Un excentrique français ? Le spécimen, plutôt rare, aurait certainement plu à la romancière et poétesse Edith Sitwell, auteur d’un savoureux ouvrage Les excentriques anglais et nul doute que G.K. Chesterton, à son contact, n’aurait guère hésité à […]


Un excentrique français ? Le spécimen, plutôt rare, aurait certainement plu à la romancière et poétesse Edith Sitwell, auteur d’un savoureux ouvrage Les excentriques anglais et nul doute que G.K. Chesterton, à son contact, n’aurait guère hésité à consacrer un chapitre supplémentaire à son Club des Fous. Doté d’un C.V. aussi échevelé qu’un cadavre exquis, la carrière polymorphe de Louis Philippe (Philippe Auclair de son nom de baptême), Français établi à Londres depuis vingt ans, est de celle qui, dans une attitude splendide et une scandaleuse confidentialité, inflige un camouflet au conformisme rock, avec un tendance très marquée au tongue-in-cheek, à la sophistication outrée et au décalage subtil. Et son parcours, tortueux, est de ceux dont on se plaît à suivre la trace, de la perdre au détour d’une éclipse, pour en retrouver l’ornière quelques années plus tard, avec le même bonheur. Sa palette musicale enveloppe autant la pop bubblegum, la chanson jazzy, la bossa nova ou les mélodies de Poulenc. Un esprit punk sous un plumage lounge.

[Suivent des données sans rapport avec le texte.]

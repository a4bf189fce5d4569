use serde::Deserialize;
use serde::Serialize;

#[derive(Debug, Clone, PartialEq, Serialize, Deserialize)]
pub struct TrackAudioFeatures {
    pub acousticness: f64,
    pub danceability: f64,
    pub duration_ms: i64,
    pub energy: f64,
    pub id: String,
    pub instrumentalness: f64,
    pub key: i64,
    pub liveness: f64,
    pub loudness: f64,
    pub mode: i64,
    pub speechiness: f64,
    pub tempo: f64,
    pub time_signature: i64,
    pub valence: f64,
}

/// Entries are `null` for ids Spotify has no features for.
#[derive(Debug, Clone, PartialEq, Serialize, Deserialize)]
pub struct SeveralAudioFeatures {
    pub audio_features: Vec<Option<TrackAudioFeatures>>,
}
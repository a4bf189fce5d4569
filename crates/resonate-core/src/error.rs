//! Error type shared by every core operation.

use thiserror::Error;

#[derive(Error, Debug)]
pub enum CoreError {
    /// No analysis segments were supplied to the resampler
    #[error("audio analysis contains no segments")]
    EmptySegments,

    /// Track duration was zero, negative or not a number
    #[error("invalid track duration: {0} ms")]
    InvalidDuration(f64),

    /// A segment with a negative start or a non-positive duration
    #[error("invalid analysis segment at index {index}: {reason}")]
    InvalidSegment { index: usize, reason: String },

    /// Feature aggregation needs at least one record
    #[error("cannot aggregate an empty set of audio features")]
    EmptyFeatureSet,

    /// Every segment sits at or below the loudness floor, so there is no peak to normalize against
    #[error("every segment is at or below the loudness floor; waveform has no peak")]
    SilentTrack,

    /// Missing, mistyped or inconsistent data from the catalog service
    #[error("upstream data error: {0}")]
    UpstreamData(String),

    /// Nothing is playing and no track id was supplied
    #[error("no track is currently playing")]
    NoActiveTrack,

    /// Neither a playing track nor any play history to seed from
    #[error("no seed tracks available: nothing playing and no play history")]
    NoSeedTracks,

    /// The catalog service could not be reached or rejected the request
    #[error("upstream request failed: {0}")]
    Upstream(#[source] Box<dyn std::error::Error + Send + Sync>),
}

/// Coarse classification callers use to decide between retrying and reporting.
#[derive(Debug, Clone, Copy, PartialEq, Eq)]
pub enum ErrorKind {
    Precondition,
    Domain,
    UpstreamData,
    /// Nothing to work from yet; expected for an idle or brand-new account.
    NoActiveTrack,
    Upstream,
}

impl CoreError {
    pub fn kind(&self) -> ErrorKind {
        match self {
            CoreError::EmptySegments
            | CoreError::InvalidDuration(_)
            | CoreError::InvalidSegment { .. }
            | CoreError::EmptyFeatureSet => ErrorKind::Precondition,
            CoreError::SilentTrack => ErrorKind::Domain,
            CoreError::UpstreamData(_) => ErrorKind::UpstreamData,
            CoreError::NoActiveTrack | CoreError::NoSeedTracks => ErrorKind::NoActiveTrack,
            CoreError::Upstream(_) => ErrorKind::Upstream,
        }
    }

    pub fn upstream_data(message: impl Into<String>) -> Self {
        CoreError::UpstreamData(message.into())
    }
}

pub type Result<T> = std::result::Result<T, CoreError>;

Philippe Auclair est né en 1959 en Normandie au sein d’une famille de riches propriétaires terriens. Féru de musique dès son plus jeune âge (il relate d’ailleurs dans une interview l’enchantement éprouvé -à cinq ans!- à l’écoute du Quiet Village de Martin Denny, une pièce maîtresse de l’Exotica), ce n’est qu’après des études de philosophie effectuées à l’École Normale Supérieure de Paris, en 1985, qu’il enregistre son premier disque au sein d’une formation power pop, The Border Boys. Sa maison de disques d’alors n’était autre que Les Disques du Crépuscule, label bruxellois fondé par Michel Duval qui dégageait un parfum de mélancolie dandie - en partie due à la ligne esthétique élaborée par le graphiste attitré du label, Benoît Hennebert - et dont le catalogue télescopait post-punk, chanteuses-actrices, musique minimale, new wave maniérée ou jingle-jangle pop. Expatrié à Bruxelles, Auclair partage son temps entre la musique et… la restauration à l’Interférence, le club du label situé sur la Grand-Place. The Border Boys se dissout rapidement pour se reconstituer fugitivement en The Arcadians, savoureuse parenthèse pastorale aux accents de bossa nova.

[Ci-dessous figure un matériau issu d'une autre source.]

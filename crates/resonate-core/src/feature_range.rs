use crate::CoreError;
use crate::error::Result;
use crate::model::AudioFeatures;
use crate::model::DimensionRange;
use crate::model::FeatureRange;

/// Min, max and average of tempo, danceability and energy, each independently.
pub fn aggregate(features: &[AudioFeatures]) -> Result<FeatureRange> {
    if features.is_empty() {
        return Err(CoreError::EmptyFeatureSet);
    }
    Ok(FeatureRange {
        tempo: dimension(features, |f| f.tempo),
        danceability: dimension(features, |f| f.danceability),
        energy: dimension(features, |f| f.energy),
    })
}

fn dimension(
    features: &[AudioFeatures],
    project: impl Fn(&AudioFeatures) -> f64,
) -> DimensionRange {
    let mut min = f64::INFINITY;
    let mut max = f64::NEG_INFINITY;
    let mut sum = 0.0;
    for value in features.iter().map(project) {
        min = min.min(value);
        max = max.max(value);
        sum += value;
    }
    DimensionRange {
        min,
        max,
        average: sum / features.len() as f64,
    }
}
use serde::Deserialize;
use serde::Serialize;

/// Tokens this close to expiry are treated as already expired.
pub const EXPIRY_MARGIN_SECS: u64 = 60;

/// OAuth access token sent as `Authorization: Bearer`.
#[derive(Serialize, Deserialize, Clone)]
pub struct BearerToken(pub String);

impl std::fmt::Debug for BearerToken {
    fn fmt(&self, f: &mut std::fmt::Formatter<'_>) -> std::fmt::Result {
        write!(f, "BearerToken(len={})", self.0.len())
    }
}

/// Cached token file contents.
#[derive(Debug, Clone, Serialize, Deserialize)]
pub struct SavedToken {
    pub bearer: BearerToken,
    /// Unix seconds after which Spotify rejects the token.
    pub expires_at: u64,
}

impl SavedToken {
    pub fn new(bearer: BearerToken, expires_in: u64, now: u64) -> Self {
        Self {
            bearer,
            expires_at: now.saturating_add(expires_in),
        }
    }

    pub fn is_fresh(&self, now: u64) -> bool {
        now.saturating_add(EXPIRY_MARGIN_SECS) < self.expires_at
    }
}
use crate::fetch::FetchError;
use crate::fetch::SpotifyClient;
use crate::track::SeveralTracks;
use crate::track::Track;
use resonate_core::TrackId;

/// Most ids accepted by one `/tracks` request.
pub const MAX_TRACK_IDS: usize = 50;

impl SpotifyClient {
    /// https://developer.spotify.com/documentation/web-api/reference/get-several-tracks
    ///
    /// Larger id lists are split into several requests; order is preserved and
    /// unknown ids come back as `None`.
    pub async fn get_several_tracks(
        &self,
        track_ids: &[TrackId],
    ) -> Result<Vec<Option<Track>>, FetchError> {
        let mut rtn = Vec::with_capacity(track_ids.len());
        for chunk in track_ids.chunks(MAX_TRACK_IDS) {
            let page: SeveralTracks = self.fetch("tracks", &[("ids", join_ids(chunk))]).await?;
            rtn.extend(page.tracks);
        }
        Ok(rtn)
    }
}

pub(crate) fn join_ids(ids: &[TrackId]) -> String {
    ids.iter()
        .map(|id| id.0.as_str())
        .collect::<Vec<_>>()
        .join(",")
}
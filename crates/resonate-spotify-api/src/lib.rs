pub mod audio_analysis;
pub mod bearer_token;
pub mod catalog;
pub mod config;
pub mod fetch;
pub mod get_audio_analysis;
pub mod get_currently_playing;
pub mod get_recently_played;
pub mod get_recommendations;
pub mod get_several_audio_features;
pub mod get_several_tracks;
pub mod get_track;
pub mod player;
pub mod recommendations;
pub mod track;
pub mod track_audio_features;
pub mod auth {
    pub mod pkce;
}

pub use fetch::SpotifyClient;
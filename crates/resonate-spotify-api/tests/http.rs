mod common;

use common::StubResponse;
use common::StubServer;
use common::features_json;
use common::ids_param;
use common::track_json;
use resonate_core::CatalogService;
use resonate_core::CoreError;
use resonate_core::ErrorKind;
use resonate_core::TrackId;
use resonate_core::recommend::recommend_for_track;
use serde_json::json;

fn numbered_ids(count: usize) -> Vec<TrackId> {
    (0..count).map(|i| TrackId(format!("id{i:03}"))).collect()
}

#[tokio::test]
async fn idle_player_is_nothing_playing() {
    let server = StubServer::spawn(|_| StubResponse::status(204)).await;
    let client = server.client();

    assert!(client.currently_playing().await.unwrap().is_none());

    let err = recommend_for_track(&client, None, 5).await.unwrap_err();
    assert!(matches!(err, CoreError::NoActiveTrack));
    assert_eq!(server.requests()[0].path(), "/v1/me/player/currently-playing");
}

#[tokio::test]
async fn empty_body_is_nothing_playing() {
    let server = StubServer::spawn(|_| StubResponse::status(200)).await;
    let client = server.client();

    assert!(client.get_currently_playing().await.unwrap().is_none());
    assert!(client.currently_playing().await.unwrap().is_none());
}

#[tokio::test]
async fn large_feature_lookups_are_paged_in_order() {
    let server = StubServer::spawn(|url| {
        let features: Vec<_> = ids_param(url).iter().map(|id| features_json(id)).collect();
        StubResponse::json(json!({ "audio_features": features }))
    })
    .await;
    let ids = numbered_ids(120);

    let features = server.client().audio_features(&ids).await.unwrap();

    let returned: Vec<TrackId> = features.into_iter().map(|f| f.id).collect();
    assert_eq!(returned, ids);
    let pages: Vec<usize> = server.requests().iter().map(|u| ids_param(u).len()).collect();
    assert_eq!(pages, [100, 20]);
    assert!(server.requests().iter().all(|u| u.path() == "/v1/audio-features"));
}

#[tokio::test]
async fn large_track_lookups_are_paged_in_order() {
    let server = StubServer::spawn(|url| {
        let tracks: Vec<_> = ids_param(url).iter().map(|id| track_json(id)).collect();
        StubResponse::json(json!({ "tracks": tracks }))
    })
    .await;
    let ids = numbered_ids(120);

    let tracks = server.client().tracks(&ids).await.unwrap();

    let returned: Vec<TrackId> = tracks.into_iter().map(|t| t.id).collect();
    assert_eq!(returned, ids);
    let pages: Vec<usize> = server.requests().iter().map(|u| ids_param(u).len()).collect();
    assert_eq!(pages, [50, 50, 20]);
}

#[tokio::test]
async fn missing_track_is_an_upstream_error() {
    let server = StubServer::spawn(|_| StubResponse::status(404)).await;

    let err = server.client().track(&TrackId::from("nope")).await.unwrap_err();

    assert_eq!(err.kind(), ErrorKind::Upstream);
    assert_eq!(server.requests()[0].path(), "/v1/tracks/nope");
}

#[tokio::test]
async fn malformed_body_is_an_upstream_data_error() {
    let server = StubServer::spawn(|_| StubResponse::json(json!({ "tracks": "nope" }))).await;

    let err = server.client().tracks(&numbered_ids(2)).await.unwrap_err();

    assert_eq!(err.kind(), ErrorKind::UpstreamData);
}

Une rencontre décisive avec le Britannique Mike Alway - alors responsable de la prospection d’artistes pour Blanco Y Negro, label créé par Rough Trade, Cherry Red et Crépuscule - le conduit à Londres et à s’arrimer au fol esquif él Records. Durant quatre ans, son existence de musicien sera indissociablement liée à cet exceptionnel label pop qui, sans un penny, cultivait l’humour, le simulacre, le snobisme de pacotille avec un égal bonheur. Un îlot de fantaisie, d’ironie et d’easy listening qui aura vainement lutté contre un monde rock chevillé dans sa grisaille et ses mots d’ordre se résumant à «authenticité» et «colère».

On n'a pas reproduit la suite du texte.